EU negotiators from France, Germany and the UK have offered Iran a number of incentives in return for a commitment not to resume uranium enrichment as part of an alleged nuclear weapons programme. Human rights campaigners fear that the EU could abandon criticism of Iran's worsening human rights record to appease the regime.
Spokesman for the British Ahwazi Friendship Society (BAFS), Nasser Ban-Assad, said: "The EU has gone quiet on human rights issues in Iran, which is very worrying. Since Ahmadinejad's election, there have been over 260 separate anti-government demonstrations in Iran.
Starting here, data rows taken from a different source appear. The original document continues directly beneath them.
// SPDX-FileCopyrightText: 2026 Phoenix R&D GmbH <hello@phnx.im>
//
// SPDX-License-Identifier: AGPL-3.0-or-later

use hbapiclient::rows::tables;
use hbcoreclient::{PrdListField, PrdUpdate, StackCategory, StackUpdate, Toast};

mod common;

use common::{signed_in, toasts};

#[tokio::test]
async fn prd_is_created_and_merged() {
    let (client, backend, _) = signed_in().await;
    let idea_id = backend.seed_idea("Planned", None);
    client.fetch_initial_data().await;
    assert!(client.prd(idea_id).is_none());

    client
        .update_prd(
            idea_id,
            PrdUpdate {
                overview: Some("A timer".to_owned()),
                ..Default::default()
            },
        )
        .await
        .unwrap();
    client
        .update_prd(
            idea_id,
            PrdUpdate::with_list(PrdListField::Risks, vec!["Scope creep".to_owned()]),
        )
        .await
        .unwrap();

    let prd = client.prd(idea_id).unwrap();
    assert_eq!(prd.overview, "A timer");
    assert_eq!(prd.list(PrdListField::Risks), ["Scope creep"]);
    let row = backend.prd_row(idea_id).unwrap();
    assert_eq!(row.overview.as_deref(), Some("A timer"));
    assert_eq!(row.risks, Some(vec!["Scope creep".to_owned()]));
}

#[tokio::test]
async fn rejected_prd_change_is_rolled_back() {
    let (client, backend, _) = signed_in().await;
    let idea_id = backend.seed_idea("Planned", None);
    client.fetch_initial_data().await;
    backend.control().fail_writes_to(tables::PRDS);
    let mut notifications = client.subscribe();

    let result = client
        .update_prd(
            idea_id,
            PrdUpdate {
                goals: Some("Win".to_owned()),
                ..Default::default()
            },
        )
        .await;

    assert!(result.is_err());
    assert!(client.prd(idea_id).is_none());
    assert_eq!(
        toasts(&mut notifications).await,
        [Toast::error("Failed to save PRD changes")]
    );
}

#[tokio::test]
async fn stack_items_toggle() {
    let (client, backend, _) = signed_in().await;
    let idea_id = backend.seed_idea("Stacked", None);
    client.fetch_initial_data().await;

    client
        .toggle_stack_item(idea_id, StackCategory::Backend, "Rust")
        .await
        .unwrap();
    client
        .toggle_stack_item(idea_id, StackCategory::Backend, "Go")
        .await
        .unwrap();
    assert_eq!(
        client.stack(idea_id).unwrap().items(StackCategory::Backend),
        ["Rust", "Go"]
    );

    client
        .toggle_stack_item(idea_id, StackCategory::Backend, "Rust")
        .await
        .unwrap();
    assert_eq!(
        client.stack(idea_id).unwrap().items(StackCategory::Backend),
        ["Go"]
    );
    assert_eq!(
        backend.stack_row(idea_id).unwrap().backend,
        Some(vec!["Go".to_owned()])
    );
}

#[tokio::test]
async fn rejected_stack_change_is_rolled_back() {
    let (client, backend, _) = signed_in().await;
    let idea_id = backend.seed_idea("Stacked", None);
    client.fetch_initial_data().await;
    client
        .update_stack(
            idea_id,
            StackUpdate {
                notes: Some("Keep it simple".to_owned()),
                ..Default::default()
            },
        )
        .await
        .unwrap();
    backend.control().fail_writes_to(tables::TECH_STACKS);

    let result = client
        .toggle_stack_item(idea_id, StackCategory::Infra, "Docker")
        .await;

    assert!(result.is_err());
    let stack = client.stack(idea_id).unwrap();
    assert!(stack.items(StackCategory::Infra).is_empty());
    assert_eq!(stack.notes, "Keep it simple");
}
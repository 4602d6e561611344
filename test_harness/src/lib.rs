// SPDX-FileCopyrightText: 2023 Phoenix R&D GmbH <hello@phnx.im>
//
// SPDX-License-Identifier: AGPL-3.0-or-later

//! Test utilities for the HackBank client.
//!
//! [`InMemoryBackend`] stands in for the hosted data service. It keeps the tables in memory and
//! can be told to reject requests or to hold writes back, so tests can observe optimistic
//! updates and their rollback.

use std::sync::Once;

use tracing::Level;
use tracing_subscriber::EnvFilter;

pub use backend::{InMemoryBackend, SignUpMode};
pub use control::BackendControl;

mod backend;
mod control;

pub fn init_test_tracing() {
    static INIT: Once = Once::new();
    INIT.call_once(|| {
        let _ = tracing_subscriber::fmt::fmt()
            .with_test_writer()
            .with_env_filter(
                EnvFilter::builder()
                    .with_default_directive(Level::INFO.into())
                    .from_env_lossy(),
            )
            .try_init();
    });
}
// SPDX-FileCopyrightText: 2023 Phoenix R&D GmbH <hello@phnx.im>
//
// SPDX-License-Identifier: AGPL-3.0-or-later

//! API client implementation for the REST tables
//!
//! Queries use the PostgREST URL syntax: `select=<columns>`, `<column>=eq.<value>` and
//! `order=<column>.<asc|desc>`.

use std::fmt;

use reqwest::{Method, RequestBuilder, StatusCode};
use serde::{Serialize, de::DeserializeOwned};
use tracing::debug;

use crate::{ApiClient, util::check_status};

const PREFER_REPRESENTATION: &str = "return=representation";
const PREFER_MINIMAL: &str = "return=minimal";
const PREFER_UPSERT: &str = "resolution=merge-duplicates,return=representation";

#[derive(Debug, thiserror::Error)]
pub enum RestRequestError {
    #[error("Request to {table} failed ({status}): {message}")]
    Status {
        table: &'static str,
        status: StatusCode,
        message: String,
    },
    #[error("Expected a row from {0}, but the response was empty")]
    EmptyResponse(&'static str),
    #[error(transparent)]
    Reqwest(#[from] reqwest::Error),
}

impl RestRequestError {
    /// The HTTP status returned by the service, if the request reached it.
    pub fn status(&self) -> Option<StatusCode> {
        match self {
            Self::Status { status, .. } => Some(*status),
            Self::EmptyResponse(_) => None,
            Self::Reqwest(error) => error.status(),
        }
    }
}

#[derive(Debug, Clone, Copy, PartialEq, Eq)]
pub enum Order {
    Asc,
    Desc,
}

impl fmt::Display for Order {
    fn fmt(&self, f: &mut fmt::Formatter<'_>) -> fmt::Result {
        f.write_str(match self {
            Self::Asc => "asc",
            Self::Desc => "desc",
        })
    }
}

/// A query against a single table.
#[derive(Debug, Clone, PartialEq, Eq)]
pub struct Query {
    table: &'static str,
    select: Option<&'static str>,
    filters: Vec<(String, String)>,
    order: Option<(&'static str, Order)>,
}

impl Query {
    pub fn table(table: &'static str) -> Self {
        Self {
            table,
            select: None,
            filters: Vec::new(),
            order: None,
        }
    }

    /// Restricts the returned columns. All columns are returned by default.
    pub fn select(mut self, columns: &'static str) -> Self {
        self.select = Some(columns);
        self
    }

    /// Keeps only the rows where `column` equals `value`.
    pub fn eq(mut self, column: &'static str, value: impl fmt::Display) -> Self {
        self.filters.push((column.to_owned(), format!("eq.{value}")));
        self
    }

    pub fn order(mut self, column: &'static str, order: Order) -> Self {
        self.order = Some((column, order));
        self
    }

    pub fn table_name(&self) -> &'static str {
        self.table
    }

    pub(crate) fn params(&self) -> Vec<(String, String)> {
        let mut params = Vec::with_capacity(self.filters.len() + 2);
        params.push(("select".to_owned(), self.select.unwrap_or("*").to_owned()));
        params.extend(self.filters.iter().cloned());
        if let Some((column, order)) = self.order {
            params.push(("order".to_owned(), format!("{column}.{order}")));
        }
        params
    }
}

impl ApiClient {
    fn table_request(&self, method: Method, query: &Query) -> RequestBuilder {
        let request = self
            .http()
            .request(method, self.rest_url(query.table))
            .query(&query.params());
        self.authorize(request)
    }

    async fn send_rows<R: DeserializeOwned>(
        &self,
        table: &'static str,
        request: RequestBuilder,
    ) -> Result<Vec<R>, RestRequestError> {
        let response = request.send().await?;
        let response = check_status(response)
            .await
            .map_err(|(status, message)| RestRequestError::Status {
                table,
                status,
                message,
            })?;
        let rows: Vec<R> = response.json().await?;
        debug!(table, rows = rows.len(), "Received rows");
        Ok(rows)
    }

    /// Fetches all rows matching the query.
    pub async fn select<R: DeserializeOwned>(
        &self,
        query: &Query,
    ) -> Result<Vec<R>, RestRequestError> {
        let request = self.table_request(Method::GET, query);
        self.send_rows(query.table, request).await
    }

    /// Fetches at most one row matching the query.
    pub async fn select_maybe_single<R: DeserializeOwned>(
        &self,
        query: &Query,
    ) -> Result<Option<R>, RestRequestError> {
        let request = self
            .table_request(Method::GET, query)
            .query(&[("limit", "1")]);
        let rows = self.send_rows(query.table, request).await?;
        Ok(rows.into_iter().next())
    }

    /// Inserts a row and returns it as stored by the service.
    pub async fn insert<B: Serialize + ?Sized, R: DeserializeOwned>(
        &self,
        table: &'static str,
        body: &B,
    ) -> Result<R, RestRequestError> {
        let request = self
            .table_request(Method::POST, &Query::table(table))
            .header("Prefer", PREFER_REPRESENTATION)
            .json(body);
        let rows = self.send_rows(table, request).await?;
        rows.into_iter()
            .next()
            .ok_or(RestRequestError::EmptyResponse(table))
    }

    /// Inserts a row or merges it into the row with the same `on_conflict` column.
    pub async fn upsert<B: Serialize + ?Sized, R: DeserializeOwned>(
        &self,
        table: &'static str,
        on_conflict: &'static str,
        body: &B,
    ) -> Result<R, RestRequestError> {
        let request = self
            .table_request(Method::POST, &Query::table(table))
            .query(&[("on_conflict", on_conflict)])
            .header("Prefer", PREFER_UPSERT)
            .json(body);
        let rows = self.send_rows(table, request).await?;
        rows.into_iter()
            .next()
            .ok_or(RestRequestError::EmptyResponse(table))
    }

    /// Updates all rows matching the query and returns them.
    pub async fn update<B: Serialize + ?Sized, R: DeserializeOwned>(
        &self,
        query: &Query,
        body: &B,
    ) -> Result<Vec<R>, RestRequestError> {
        let request = self
            .table_request(Method::PATCH, query)
            .header("Prefer", PREFER_REPRESENTATION)
            .json(body);
        self.send_rows(query.table, request).await
    }

    /// Updates the single row matching the query and returns it.
    ///
    /// Fails with [`RestRequestError::EmptyResponse`] if no row matched.
    pub async fn update_single<B: Serialize + ?Sized, R: DeserializeOwned>(
        &self,
        query: &Query,
        body: &B,
    ) -> Result<R, RestRequestError> {
        self.update(query, body)
            .await?
            .into_iter()
            .next()
            .ok_or(RestRequestError::EmptyResponse(query.table))
    }

    /// Updates all rows matching the query without returning them.
    pub async fn update_minimal<B: Serialize + ?Sized>(
        &self,
        query: &Query,
        body: &B,
    ) -> Result<(), RestRequestError> {
        let response = self
            .table_request(Method::PATCH, query)
            .header("Prefer", PREFER_MINIMAL)
            .json(body)
            .send()
            .await?;
        self.expect_success(query.table, response).await
    }

    /// Deletes all rows matching the query.
    pub async fn delete(&self, query: &Query) -> Result<(), RestRequestError> {
        let response = self.table_request(Method::DELETE, query).send().await?;
        self.expect_success(query.table, response).await
    }

    async fn expect_success(
        &self,
        table: &'static str,
        response: reqwest::Response,
    ) -> Result<(), RestRequestError> {
        check_status(response)
            .await
            .map_err(|(status, message)| RestRequestError::Status {
                table,
                status,
                message,
            })?;
        Ok(())
    }
}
"Protests in Khuzestan and Kurdistan, home to the Ahwazi Arab and Kurdish minorities, have been attacked by the security forces and rioting has erupted. Meanwhile, the UN Special Rapporteur for Adequate Housing, Miloon Kothari, has highlighted the issue of land consfication, homelessness and deprivation among the country's ethnic minorities.
"We hope that the EU will respond to these problems in the same way as it has responded to concerns over nuclear proliferation. Stability and peace in the Middle East can only be guaranteed when there is respect for human rights. If the EU wants to permanently resolve the issue of an arms build-up in Iran, it must also tackle the fundamental cause, which relates to the existence of an aggressive, dictatorial government in Tehran."